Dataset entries
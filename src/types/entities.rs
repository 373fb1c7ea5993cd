//! Normalized entities derived from one route-master upload

use std::collections::BTreeSet;

use serde::{Deserialize, Serialize};

/// Branch code assigned to records that carry neither a branch code nor
/// a branch name, so they never silently disappear from counts.
pub const UNASSIGNED_BRANCH: &str = "Unassigned";

/// Coordinates
#[derive(Debug, Clone, Copy, PartialEq, Serialize, Deserialize)]
#[serde(rename_all = "camelCase")]
pub struct Coordinates {
    pub lat: f64,
    pub lng: f64,
}

impl Coordinates {
    /// (0,0) is the universal placeholder for absent geodata in these
    /// uploads, not a valid equator/meridian position.
    pub fn is_placeholder(&self) -> bool {
        self.lat == 0.0 && self.lng == 0.0
    }
}

/// A physical depot/site; root of the tenant's location hierarchy.
///
/// Natural key: `code` if present, else the normalized name. Never
/// deleted by the import pipeline.
#[derive(Debug, Clone, PartialEq, Serialize, Deserialize)]
#[serde(rename_all = "camelCase")]
pub struct Branch {
    pub code: String,
    pub name: String,
    pub region: Option<String>,
    pub is_active: bool,
    pub coordinates: Option<Coordinates>,
}

/// A named delivery/sales path under one branch.
///
/// Natural key: `(branch_code, name)`. The reported "count" of a route
/// is the number of distinct rep codes referencing it — a business
/// definition (capacity planning by rep headcount), not the row count.
#[derive(Debug, Clone, PartialEq, Serialize, Deserialize)]
#[serde(rename_all = "camelCase")]
pub struct Route {
    pub branch_code: String,
    pub name: String,
    pub rep_code: Option<String>,
    pub rep_codes: BTreeSet<String>,
    /// Set when at least one source row referenced this route without a
    /// rep code.
    #[serde(default, skip_serializing_if = "std::ops::Not::not")]
    pub has_uncoded_rep: bool,
}

impl Route {
    /// Distinct rep codes referencing this route. Rows without a rep
    /// code count as one anonymous rep only when no coded rep exists,
    /// so a route never reports zero.
    pub fn distinct_rep_count(&self) -> usize {
        if self.rep_codes.is_empty() {
            usize::from(self.has_uncoded_rep)
        } else {
            self.rep_codes.len()
        }
    }
}

/// Which source field won the customer natural-key fallback.
///
/// Precedence is strict and must be identical between preview and
/// write: client code, then reach customer code, then English name,
/// then the row number.
#[derive(Debug, Clone, Copy, PartialEq, Eq, Serialize, Deserialize)]
#[serde(rename_all = "snake_case")]
pub enum CustomerKeySource {
    ClientCode,
    ReachCode,
    NameEn,
    RowId,
}

impl CustomerKeySource {
    pub fn as_str(&self) -> &'static str {
        match self {
            CustomerKeySource::ClientCode => "client_code",
            CustomerKeySource::ReachCode => "reach_code",
            CustomerKeySource::NameEn => "name_en",
            CustomerKeySource::RowId => "row_id",
        }
    }
}

/// A customer (outlet) served by a route.
///
/// Natural key: `(branch_code, key)` where `key` comes from the
/// fallback chain recorded in `key_source`.
#[derive(Debug, Clone, PartialEq, Serialize, Deserialize)]
#[serde(rename_all = "camelCase")]
pub struct Customer {
    pub key: String,
    pub key_source: CustomerKeySource,
    pub branch_code: String,
    pub client_code: Option<String>,
    pub reach_customer_code: Option<String>,
    pub name_en: String,
    pub name_ar: Option<String>,
    pub lat: Option<f64>,
    pub lng: Option<f64>,
    pub address: Option<String>,
    pub phone: Option<String>,
    pub classification: Option<String>,
    pub vat: Option<String>,
    pub district: Option<String>,
    pub buyer_id: Option<String>,
    pub store_type: Option<String>,
}

impl Customer {
    /// False when coordinates are absent or the (0,0) placeholder.
    pub fn has_gps(&self) -> bool {
        match (self.lat, self.lng) {
            (Some(lat), Some(lng)) => !(lat == 0.0 && lng == 0.0),
            _ => false,
        }
    }
}

/// A scheduled occurrence of a customer being served by a route.
///
/// Natural key: `(route_name, customer_key, week_number, day_name)`;
/// identical keys collapse to one, last seen wins for the rest.
#[derive(Debug, Clone, PartialEq, Serialize, Deserialize)]
#[serde(rename_all = "camelCase")]
pub struct Visit {
    pub route_name: String,
    pub customer_key: String,
    pub week_number: Option<i32>,
    pub day_name: Option<String>,
    pub visit_order: Option<i32>,
    pub rep_code: Option<String>,
}

#[cfg(test)]
mod tests {
    use super::*;

    #[test]
    fn test_placeholder_coordinates() {
        assert!(Coordinates { lat: 0.0, lng: 0.0 }.is_placeholder());
        assert!(!Coordinates { lat: 24.7, lng: 46.6 }.is_placeholder());
    }

    #[test]
    fn test_customer_has_gps_treats_zero_zero_as_missing() {
        let mut customer = sample_customer();
        customer.lat = Some(0.0);
        customer.lng = Some(0.0);
        assert!(!customer.has_gps());

        customer.lat = Some(24.7);
        customer.lng = Some(46.6);
        assert!(customer.has_gps());

        customer.lng = None;
        assert!(!customer.has_gps());
    }

    #[test]
    fn test_route_distinct_rep_count() {
        let mut route = Route {
            branch_code: "B1".into(),
            name: "R1".into(),
            rep_code: Some("U1".into()),
            rep_codes: BTreeSet::from(["U1".to_string(), "U2".to_string()]),
            has_uncoded_rep: false,
        };
        assert_eq!(route.distinct_rep_count(), 2);

        route.rep_codes.clear();
        assert_eq!(route.distinct_rep_count(), 0);

        route.has_uncoded_rep = true;
        assert_eq!(route.distinct_rep_count(), 1);
    }

    fn sample_customer() -> Customer {
        Customer {
            key: "C-104".into(),
            key_source: CustomerKeySource::ClientCode,
            branch_code: "B1".into(),
            client_code: Some("C-104".into()),
            reach_customer_code: None,
            name_en: "Al Noor Market".into(),
            name_ar: None,
            lat: None,
            lng: None,
            address: None,
            phone: None,
            classification: None,
            vat: None,
            district: None,
            buyer_id: None,
            store_type: None,
        }
    }
}
//! Entity extraction
//!
//! Derives the four normalized entities and their associations from the
//! full intermediate record set in a single pass. Deduplication is an
//! explicit ordered map keyed by each entity's natural key: first-seen
//! wins for identity, and empty fields are upgraded in place when a
//! later record supplies a value — a populated field is never
//! overwritten with an empty one. Output order is first-seen order, so
//! repeated runs over identical input are byte-identical.
//!
//! The preview screen and the final write both go through this module;
//! that is what keeps preview counts equal to write counts.

use std::collections::HashMap;

use serde::{Deserialize, Serialize};

use crate::types::{
    Branch, Coordinates, Customer, CustomerKeySource, EntityPreview, IntermediateRecord,
    PreviewStats, Route, Visit, UNASSIGNED_BRANCH,
};

/// How many entities of each kind the preview sample carries.
pub const PREVIEW_SAMPLE_SIZE: usize = 5;

const KEY_SEP: char = '\u{1f}';

/// Aggregate counts computed during extraction.
#[derive(Debug, Clone, Copy, Default, PartialEq, Eq, Serialize, Deserialize)]
#[serde(rename_all = "camelCase")]
pub struct ExtractStats {
    pub record_count: usize,
    /// Customers with no usable coordinates, counting the (0,0)
    /// placeholder as missing.
    pub missing_gps_count: usize,
    /// Sum over routes of distinct rep codes referencing each route —
    /// the business-defined "active routes" figure, not the number of
    /// route rows.
    pub active_route_count: usize,
}

/// The four entity sets plus stats, in first-seen order.
#[derive(Debug, Clone, Serialize, Deserialize)]
#[serde(rename_all = "camelCase")]
pub struct ExtractedEntities {
    pub branches: Vec<Branch>,
    pub routes: Vec<Route>,
    pub customers: Vec<Customer>,
    pub visits: Vec<Visit>,
    pub stats: ExtractStats,
}

impl ExtractedEntities {
    pub fn preview_stats(&self) -> PreviewStats {
        PreviewStats {
            branches: EntityPreview {
                count: self.branches.len(),
                sample: self.branches.iter().take(PREVIEW_SAMPLE_SIZE).cloned().collect(),
            },
            routes: EntityPreview {
                count: self.stats.active_route_count,
                sample: self.routes.iter().take(PREVIEW_SAMPLE_SIZE).cloned().collect(),
            },
            customers: EntityPreview {
                count: self.customers.len(),
                sample: self.customers.iter().take(PREVIEW_SAMPLE_SIZE).cloned().collect(),
            },
            visits: EntityPreview {
                count: self.visits.len(),
                sample: self.visits.iter().take(PREVIEW_SAMPLE_SIZE).cloned().collect(),
            },
            missing_gps_count: self.stats.missing_gps_count,
        }
    }
}

/// Insertion-ordered map: dedup by key, stable first-seen iteration.
struct OrderedMap<T> {
    index: HashMap<String, usize>,
    items: Vec<T>,
}

impl<T> OrderedMap<T> {
    fn new() -> Self {
        Self {
            index: HashMap::new(),
            items: Vec::new(),
        }
    }

    fn get_or_insert_with(&mut self, key: &str, make: impl FnOnce() -> T) -> &mut T {
        let slot = match self.index.get(key) {
            Some(&existing) => existing,
            None => {
                let position = self.items.len();
                self.index.insert(key.to_string(), position);
                self.items.push(make());
                position
            }
        };
        &mut self.items[slot]
    }

    fn into_items(self) -> Vec<T> {
        self.items
    }
}

fn norm(value: &str) -> String {
    value.trim().to_lowercase()
}

fn valid_coordinates(lat: Option<f64>, lng: Option<f64>) -> Option<Coordinates> {
    match (lat, lng) {
        (Some(lat), Some(lng)) => {
            let coords = Coordinates { lat, lng };
            if coords.is_placeholder() {
                None
            } else {
                Some(coords)
            }
        }
        _ => None,
    }
}
//! Type definitions

pub mod entities;
pub mod import;
pub mod mapping;
pub mod messages;
pub mod record;

pub use entities::*;
pub use import::*;
pub use mapping::*;
pub use messages::*;
pub use record::*;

**What the exercise asks:**
Nothing but the exact lines of the data above, from the line containing "pub use entities::*;" through the last, should appear in the answer.

**Task solution:**
pub use entities::*;
pub use import::*;
pub use mapping::*;
pub use messages::*;
pub use record::*;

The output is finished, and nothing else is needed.